2. Wrap the piece with large bubble wrap preferably, not small ones. Tape the same way, at least 2 inches on all sides.

3. Choose a box that your artwork will fit in snug if you can, if not put the wonderful static, messy peanuts all around it. Or, build your own structure out of foam core, etc that it will fit snugly in.

4. Close the box, tape it and label the box with your name, address, email phone, etc. on the out side. Also, what painting fits inside, as you may be shipping more than one. Also helpful is directions as to how to repack your artwork, like arrows, etc. Especially if your piece has a 3 dimensional quality to it. Don’t assume that someone will remember how they unpacked your piece when there sometimes are over 50 paintings to unpack within a week for a show.

5. THE OUTER BOX should not be a box that is from the grocery store, or some other flimsy box. Use a double thick coriaged box; choose one that is larger than your first box at least 8’ all around. Pour in 8” of peanuts in the bottom, place your box in the middle and pour all around it, to the top, then tap it a few times to get them settled and fill the voids. (large bubble wrap works well too) Then seal the box completely with strong tape, label with all the proper labels - fragile, handle with care, and use the store-bought ones that are large and bright. They work much better than using a felt tip and printing it on the box. Be sure to put them on all sides.

6. Last but not least, be sure to label your artwork. You may have put a piece of paper in the packing that is the label to your piece and you may have sent label information to the gallery…..but things float away like socks from a dryer and you need to have label information somewhere on the painting.

FRAMING

This is for the artists that understand a framed piece quite often is worth more than an unframed one. Also, a framed artwork usually sells easier than unframed ones (at least in my experience). However, there is something to be said for allowing the buyer to purchase your piece at a lower price and have it framed to suit their needs. Again, my experience is most buyers wouldn’t know what to pick out or just don’t want to bother with having to take it to a framer.

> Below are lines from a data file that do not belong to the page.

impl Orchestrator {
    pub fn new(
        registry: StepRegistry,
        config: Configuration,
        state: StateStore,
        sink: Box<dyn EventSink>,
        gate: Box<dyn ConfirmationGate>,
    ) -> Self {
        Self {
            registry,
            config,
            state,
            sink,
            gate,
        }
    }

    pub fn registry(&self) -> &StepRegistry {
        &self.registry
    }

    pub fn state_store(&self) -> &StateStore {
        &self.state
    }

    /// First step not yet completed, in registration order.
    ///
    /// Pure function of persistent state: no side effects, no events.
    pub fn resume_point(&self) -> Result<ResumePoint> {
        let state = self.state.load()?;
        Ok(match self.registry.first_after(state.last_completed_step) {
            Some(step) => ResumePoint::Step(step.id),
            None => ResumePoint::AllComplete,
        })
    }

    /// Run one step through the full lifecycle: START event, confirmation
    /// gate, body, then exactly one terminal event.
    ///
    /// On DONE the commit lands on disk before this returns; a crash after
    /// the body succeeds but before the commit re-runs the step next
    /// session, which is safe because steps are idempotent by contract.
    pub fn run_step(&mut self, id: StepId, mode: RunMode) -> Result<StepOutcome> {
        let step = self
            .registry
            .get(id)
            .ok_or_else(|| HostPrepError::UnknownStep(id.to_string()))?;

        log::info!("step {} ({}) starting in {} mode", id, step.name, mode);
        self.sink
            .emit(&ExecutionEvent::new(Some(id), EventKind::Start))?;

        match self.gate.confirm_step(step, mode) {
            Confirmation::Confirmed => {}
            Confirmation::Declined | Confirmation::Canceled => {
                log::info!("step {} canceled at confirmation gate", id);
                self.sink
                    .emit(&ExecutionEvent::new(Some(id), EventKind::Canceled))?;
                return Ok(StepOutcome::Canceled);
            }
        }

        let report = {
            let mut runner = CommandRunner::new(id, mode, self.sink.as_mut());
            step.body.run(&self.config, &mut runner)
        };

        if report.success {
            // Commit before the DONE event and before returning: the event
            // stream must never claim completion that is not yet durable.
            self.state.commit(id, now_unix())?;
            log::info!("step {} done", id);
            self.sink
                .emit(&ExecutionEvent::new(Some(id), EventKind::Done))?;
            Ok(StepOutcome::Done)
        } else {
            let cause = report
                .cause
                .unwrap_or_else(|| "step reported failure".to_string());
            log::warn!("step {} failed: {}", id, cause);
            self.sink
                .emit(&ExecutionEvent::new(Some(id), EventKind::Failed { cause }))?;
            Ok(StepOutcome::Failed)
        }
    }

    /// Per-step view for status display: completed steps show `Done`, the
    /// rest `NotStarted`. Only the current invocation ever observes
    /// `Running`/`Failed`/`Canceled`; those are not persisted.
    pub fn step_states(&self) -> Result<Vec<(StepId, &'static str, StepState)>> {
        let state = self.state.load()?;
        Ok(self
            .registry
            .steps()
            .iter()
            .map(|step| {
                let step_state = match state.last_completed_step {
                    Some(last) if step.id <= last => StepState::Done,
                    _ => StepState::NotStarted,
                };
                (step.id, step.name, step_state)
            })
            .collect())
    }

    /// Drive steps sequentially from the resume point, halting at the first
    /// outcome that is not DONE. The returned iterator yields each
    /// `(StepId, StepOutcome)` as it is produced, so callers can report
    /// partial progress. Nothing is ever rolled back on halt.
    pub fn auto_continue(&mut self, mode: RunMode) -> AutoContinue<'_> {
        AutoContinue {
            orchestrator: self,
            mode,
            halted: false,
        }
    }
}

/// Lazy sequence of step results produced by `Orchestrator::auto_continue`.
pub struct AutoContinue<'o> {
    orchestrator: &'o mut Orchestrator,
    mode: RunMode,
    halted: bool,
}

impl Iterator for AutoContinue<'_> {
    type Item = Result<(StepId, StepOutcome)>;

    fn next(&mut self) -> Option<Self::Item> {
        if self.halted {
            return None;
        }

        let id = match self.orchestrator.resume_point() {
            Ok(ResumePoint::Step(id)) => id,
            Ok(ResumePoint::AllComplete) => return None,
            Err(e) => {
                self.halted = true;
                return Some(Err(e));
            }
        };

        match self.orchestrator.run_step(id, self.mode) {
            Ok(outcome) => {
                if !outcome.is_done() {
                    self.halted = true;
                }
                Some(Ok((id, outcome)))
            }
            Err(e) => {
                self.halted = true;
                Some(Err(e))
            }
        }
    }
}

Many encaustic artists finish the sides of their paintings in wax, allowing the creativity to flow out all sides. It is contemporary in look and some of these are good as stand-alone art. You have to be the one to judge that for yourselves. However there is one problem in this style for galleries who store your artwork. Even thought most storage spaces are covered with carpet or soft surfaces, there still is a big risk that when theses pieces are set on their sides, there is potential for chipping.

If you do frame your piece, it is better to set the art back from the front of the frame at least 1/8 of an inch. If it is even with the frame, then there is possibility that it may get damaged. For those of you who beautifully paint on all of the sides, a good option is to float your art inside the frame 2 – 3 inches within a border around the art, so the sides can be seen. If you have never done this, take one of your small pieces to a framer and have them show you what it would look like. You might be happily surprised.

HANGING

The best looking piece of art on a wall is one that is level, and parallel with the wall not on an angle. With most constructed encaustic art panels, the piece can be hung by its frame. It takes two level nails, and when hung – the artwork is level and does not move. If you use an eye hook and wire ALWAYS put the eye hooks inside the frame not on the outside. This way it will hang flush on the wall. The saw tooth hanging clips are really hard to deal with, again because of the way the painting cannot hang flat on the wall.

ALWAYS sign your art. Collectors look for signatures and often decline a sale for lack of signature. A signature can be on the side as well as the back, if you are not inclined to sign on the front. A date when the artwork was finished is also appreciated. Included should always be a label on the back with your name, title, size, date painted, price and description of the piece. Also a phone or email address is always appreciated. This label can be taken off by the buyer if they want, but the label also needs to be secured well enough that it doesn’t come off when transporting.